▼▼▼

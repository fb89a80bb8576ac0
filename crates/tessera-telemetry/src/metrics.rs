//! Prometheus metrics.
//!
//! # Command Metrics
//!
//! | Metric | Type | Labels | Description |
//! |--------|------|--------|-------------|
//! | `<ns>_commands_total` | Counter | `command`, `outcome` | Handled commands |
//! | `<ns>_command_duration_seconds` | Histogram | `command`, `outcome` | Handler latency |
//!
//! `<ns>` is the configured namespace, `tessera` by default.
//!
//! # Example
//!
//! ```rust,ignore
//! use tessera_telemetry::metrics::{init_metrics, render_metrics, MetricsConfig};
//!
//! init_metrics(&MetricsConfig::default())?;
//! println!("{}", render_metrics().unwrap_or_default());
//! ```

use crate::error::TelemetryError;
use crate::sink::{Labels, MetricsRecorder};
use crate::TelemetryResult;
use metrics::{counter, describe_counter, describe_histogram, histogram, Label};
use metrics_exporter_prometheus::{Matcher, PrometheusBuilder, PrometheusHandle};
use std::net::SocketAddr;
use std::sync::OnceLock;

/// Global metrics handle for rendering.
static METRICS_HANDLE: OnceLock<PrometheusHandle> = OnceLock::new();

/// Default metric namespace.
pub const DEFAULT_NAMESPACE: &str = "tessera";

/// Returns the command counter name for `namespace`.
#[must_use]
pub fn commands_total(namespace: &str) -> String {
    format!("{namespace}_commands_total")
}

/// Returns the command latency histogram name for `namespace`.
#[must_use]
pub fn command_duration_seconds(namespace: &str) -> String {
    format!("{namespace}_command_duration_seconds")
}

/// Metrics configuration.
#[derive(Debug, Clone)]
pub struct MetricsConfig {
    /// Whether metrics are enabled.
    pub enabled: bool,

    /// Address to expose metrics on (e.g., "0.0.0.0:9090").
    pub addr: String,

    /// Service name for metric labels.
    pub service_name: String,

    /// Prefix of every metric name.
    pub namespace: String,

    /// Histogram buckets for command duration, in seconds.
    pub duration_buckets: Vec<f64>,
}

impl Default for MetricsConfig {
    fn default() -> Self {
        Self {
            enabled: true,
            addr: "0.0.0.0:9090".to_string(),
            service_name: "tessera".to_string(),
            namespace: DEFAULT_NAMESPACE.to_string(),
            // 100us .. 10s; most commands finish in single-digit milliseconds
            duration_buckets: vec![
                0.0001, 0.0005, 0.001, 0.005, 0.01, 0.025, 0.05, 0.1, 0.25, 0.5, 1.0, 2.5, 5.0,
                10.0,
            ],
        }
    }
}

/// Initializes the Prometheus exporter and installs it as the global
/// `metrics` recorder.
///
/// Must be called from within a Tokio runtime: the HTTP listener is
/// spawned onto it.
///
/// # Errors
///
/// Returns `TelemetryError::InvalidAddress` for a bad listen address and
/// `TelemetryError::MetricsInit` if the exporter cannot be built or a
/// global recorder is already installed.
pub fn init_metrics(config: &MetricsConfig) -> TelemetryResult<()> {
    if !config.enabled {
        return Ok(());
    }

    let addr: SocketAddr = config
        .addr
        .parse()
        .map_err(|e| TelemetryError::InvalidAddress(format!("{}: {e}", config.addr)))?;

    let (recorder, exporter) = PrometheusBuilder::new()
        .with_http_listener(addr)
        .set_buckets_for_metric(
            Matcher::Full(command_duration_seconds(&config.namespace)),
            &config.duration_buckets,
        )
        .map_err(|e| TelemetryError::InvalidConfig(e.to_string()))?
        .build()
        .map_err(|e| TelemetryError::MetricsInit(e.to_string()))?;

    let handle = recorder.handle();
    metrics::set_global_recorder(recorder)
        .map_err(|e| TelemetryError::MetricsInit(e.to_string()))?;
    let _ = METRICS_HANDLE.set(handle);

    tokio::spawn(async move {
        if let Err(e) = exporter.await {
            tracing::warn!(error = ?e, "Prometheus exporter stopped");
        }
    });

    describe_command_metrics(&config.namespace);
    tracing::info!(%addr, namespace = %config.namespace, "Metrics exporter listening");

    Ok(())
}

/// Renders metrics in Prometheus format.
///
/// Returns `None` if metrics are not initialized.
#[must_use]
pub fn render_metrics() -> Option<String> {
    METRICS_HANDLE.get().map(PrometheusHandle::render)
}

/// Registers descriptions for the command metrics.
pub fn describe_command_metrics(namespace: &str) {
    describe_counter!(
        commands_total(namespace),
        "Total number of commands handled, by command and outcome"
    );
    describe_histogram!(
        command_duration_seconds(namespace),
        metrics::Unit::Seconds,
        "Command handler latency in seconds, by command and outcome"
    );
}

/// [`MetricsRecorder`] backed by the global `metrics` facade.
///
/// Before a global recorder is installed the `metrics` crate drops samples
/// silently, so this sink never fails.
#[derive(Debug, Default, Clone, Copy)]
pub struct MetricsCrateRecorder;

impl MetricsCrateRecorder {
    /// Creates a new recorder.
    #[must_use]
    pub const fn new() -> Self {
        Self
    }
}

fn to_labels(labels: &Labels) -> Vec<Label> {
    labels
        .iter()
        .map(|(key, value)| Label::new(*key, value.clone()))
        .collect()
}

impl MetricsRecorder for MetricsCrateRecorder {
    fn increment_counter(&self, name: &str, labels: &Labels) -> TelemetryResult<()> {
        counter!(name.to_string(), to_labels(labels)).increment(1);
        Ok(())
    }

    fn observe_histogram(&self, name: &str, value: f64, labels: &Labels) -> TelemetryResult<()> {
        histogram!(name.to_string(), to_labels(labels)).record(value);
        Ok(())
    }
}

#[cfg(test)]
mod tests {
    use super::*;

    #[test]
    fn test_default_config() {
        let config = MetricsConfig::default();
        assert!(config.enabled);
        assert_eq!(config.addr, "0.0.0.0:9090");
        assert_eq!(config.namespace, "tessera");
        assert!(config.duration_buckets.windows(2).all(|w| w[0] < w[1]));
    }

    #[test]
    fn test_metric_names() {
        assert_eq!(commands_total("tessera"), "tessera_commands_total");
        assert_eq!(
            command_duration_seconds("ferret"),
            "ferret_command_duration_seconds"
        );
    }

    #[test]
    fn test_invalid_address() {
        let config = MetricsConfig {
            addr: "not-an-address".to_string(),
            ..Default::default()
        };
        assert!(matches!(
            init_metrics(&config),
            Err(TelemetryError::InvalidAddress(_))
        ));
    }

    #[test]
    fn test_disabled_metrics() {
        let config = MetricsConfig {
            enabled: false,
            ..Default::default()
        };
        assert!(init_metrics(&config).is_ok());
    }

    #[test]
    fn test_render_before_init() {
        assert!(render_metrics().is_none());
    }

    #[test]
    fn test_recorder_without_global_does_not_fail() {
        let recorder = MetricsCrateRecorder::new();
        let labels = [("command", "ping".to_string()), ("outcome", "success".to_string())];
        assert!(recorder.increment_counter("tessera_commands_total", &labels).is_ok());
        assert!(recorder
            .observe_histogram("tessera_command_duration_seconds", 0.005, &labels)
            .is_ok());
    }
}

▲▲▲

*PROMPT*: For each entry above, please make an exact copy.

*ANSWER TO THIS PROBLEM*:
repository fb89a80bb8576ac0
filename crates/tessera-telemetry/src/metrics.rs
//! Prometheus metrics.
//!
//! # Command Metrics
//!
//! | Metric | Type | Labels | Description |
//! |--------|------|--------|-------------|
//! | `<ns>_commands_total` | Counter | `command`, `outcome` | Handled commands |
//! | `<ns>_command_duration_seconds` | Histogram | `command`, `outcome` | Handler latency |
//!
//! `<ns>` is the configured namespace, `tessera` by default.
//!
//! # Example
//!
//! ```rust,ignore
//! use tessera_telemetry::metrics::{init_metrics, render_metrics, MetricsConfig};
//!
//! init_metrics(&MetricsConfig::default())?;
//! println!("{}", render_metrics().unwrap_or_default());
//! ```

use crate::error::TelemetryError;
use crate::sink::{Labels, MetricsRecorder};
use crate::TelemetryResult;
use metrics::{counter, describe_counter, describe_histogram, histogram, Label};
use metrics_exporter_prometheus::{Matcher, PrometheusBuilder, PrometheusHandle};
use std::net::SocketAddr;
use std::sync::OnceLock;

/// Global metrics handle for rendering.
static METRICS_HANDLE: OnceLock<PrometheusHandle> = OnceLock::new();

/// Default metric namespace.
pub const DEFAULT_NAMESPACE: &str = "tessera";

/// Returns the command counter name for `namespace`.
#[must_use]
pub fn commands_total(namespace: &str) -> String {
    format!("{namespace}_commands_total")
}

/// Returns the command latency histogram name for `namespace`.
#[must_use]
pub fn command_duration_seconds(namespace: &str) -> String {
    format!("{namespace}_command_duration_seconds")
}

/// Metrics configuration.
#[derive(Debug, Clone)]
pub struct MetricsConfig {
    /// Whether metrics are enabled.
    pub enabled: bool,

    /// Address to expose metrics on (e.g., "0.0.0.0:9090").
    pub addr: String,

    /// Service name for metric labels.
    pub service_name: String,

    /// Prefix of every metric name.
    pub namespace: String,

    /// Histogram buckets for command duration, in seconds.
    pub duration_buckets: Vec<f64>,
}

impl Default for MetricsConfig {
    fn default() -> Self {
        Self {
            enabled: true,
            addr: "0.0.0.0:9090".to_string(),
            service_name: "tessera".to_string(),
            namespace: DEFAULT_NAMESPACE.to_string(),
            // 100us .. 10s; most commands finish in single-digit milliseconds
            duration_buckets: vec![
                0.0001, 0.0005, 0.001, 0.005, 0.01, 0.025, 0.05, 0.1, 0.25, 0.5, 1.0, 2.5, 5.0,
                10.0,
            ],
        }
    }
}

/// Initializes the Prometheus exporter and installs it as the global
/// `metrics` recorder.
///
/// Must be called from within a Tokio runtime: the HTTP listener is
/// spawned onto it.
///
/// # Errors
///
/// Returns `TelemetryError::InvalidAddress` for a bad listen address and
/// `TelemetryError::MetricsInit` if the exporter cannot be built or a
/// global recorder is already installed.
pub fn init_metrics(config: &MetricsConfig) -> TelemetryResult<()> {
    if !config.enabled {
        return Ok(());
    }

    let addr: SocketAddr = config
        .addr
        .parse()
        .map_err(|e| TelemetryError::InvalidAddress(format!("{}: {e}", config.addr)))?;

    let (recorder, exporter) = PrometheusBuilder::new()
        .with_http_listener(addr)
        .set_buckets_for_metric(
            Matcher::Full(command_duration_seconds(&config.namespace)),
            &config.duration_buckets,
        )
        .map_err(|e| TelemetryError::InvalidConfig(e.to_string()))?
        .build()
        .map_err(|e| TelemetryError::MetricsInit(e.to_string()))?;

    let handle = recorder.handle();
    metrics::set_global_recorder(recorder)
        .map_err(|e| TelemetryError::MetricsInit(e.to_string()))?;
    let _ = METRICS_HANDLE.set(handle);

    tokio::spawn(async move {
        if let Err(e) = exporter.await {
            tracing::warn!(error = ?e, "Prometheus exporter stopped");
        }
    });

    describe_command_metrics(&config.namespace);
    tracing::info!(%addr, namespace = %config.namespace, "Metrics exporter listening");

    Ok(())
}

/// Renders metrics in Prometheus format.
///
/// Returns `None` if metrics are not initialized.
#[must_use]
pub fn render_metrics() -> Option<String> {
    METRICS_HANDLE.get().map(PrometheusHandle::render)
}

/// Registers descriptions for the command metrics.
pub fn describe_command_metrics(namespace: &str) {
    describe_counter!(
        commands_total(namespace),
        "Total number of commands handled, by command and outcome"
    );
    describe_histogram!(
        command_duration_seconds(namespace),
        metrics::Unit::Seconds,
        "Command handler latency in seconds, by command and outcome"
    );
}

/// [`MetricsRecorder`] backed by the global `metrics` facade.
///
/// Before a global recorder is installed the `metrics` crate drops samples
/// silently, so this sink never fails.
#[derive(Debug, Default, Clone, Copy)]
pub struct MetricsCrateRecorder;

impl MetricsCrateRecorder {
    /// Creates a new recorder.
    #[must_use]
    pub const fn new() -> Self {
        Self
    }
}

fn to_labels(labels: &Labels) -> Vec<Label> {
    labels
        .iter()
        .map(|(key, value)| Label::new(*key, value.clone()))
        .collect()
}

impl MetricsRecorder for MetricsCrateRecorder {
    fn increment_counter(&self, name: &str, labels: &Labels) -> TelemetryResult<()> {
        counter!(name.to_string(), to_labels(labels)).increment(1);
        Ok(())
    }

    fn observe_histogram(&self, name: &str, value: f64, labels: &Labels) -> TelemetryResult<()> {
        histogram!(name.to_string(), to_labels(labels)).record(value);
        Ok(())
    }
}

#[cfg(test)]
mod tests {
    use super::*;

    #[test]
    fn test_default_config() {
        let config = MetricsConfig::default();
        assert!(config.enabled);
        assert_eq!(config.addr, "0.0.0.0:9090");
        assert_eq!(config.namespace, "tessera");
        assert!(config.duration_buckets.windows(2).all(|w| w[0] < w[1]));
    }

    #[test]
    fn test_metric_names() {
        assert_eq!(commands_total("tessera"), "tessera_commands_total");
        assert_eq!(
            command_duration_seconds("ferret"),
            "ferret_command_duration_seconds"
        );
    }

    #[test]
    fn test_invalid_address() {
        let config = MetricsConfig {
            addr: "not-an-address".to_string(),
            ..Default::default()
        };
        assert!(matches!(
            init_metrics(&config),
            Err(TelemetryError::InvalidAddress(_))
        ));
    }

    #[test]
    fn test_disabled_metrics() {
        let config = MetricsConfig {
            enabled: false,
            ..Default::default()
        };
        assert!(init_metrics(&config).is_ok());
    }

    #[test]
    fn test_render_before_init() {
        assert!(render_metrics().is_none());
    }

    #[test]
    fn test_recorder_without_global_does_not_fail() {
        let recorder = MetricsCrateRecorder::new();
        let labels = [("command", "ping".to_string()), ("outcome", "success".to_string())];
        assert!(recorder.increment_counter("tessera_commands_total", &labels).is_ok());
        assert!(recorder
            .observe_histogram("tessera_command_duration_seconds", 0.005, &labels)
            .is_ok());
    }
}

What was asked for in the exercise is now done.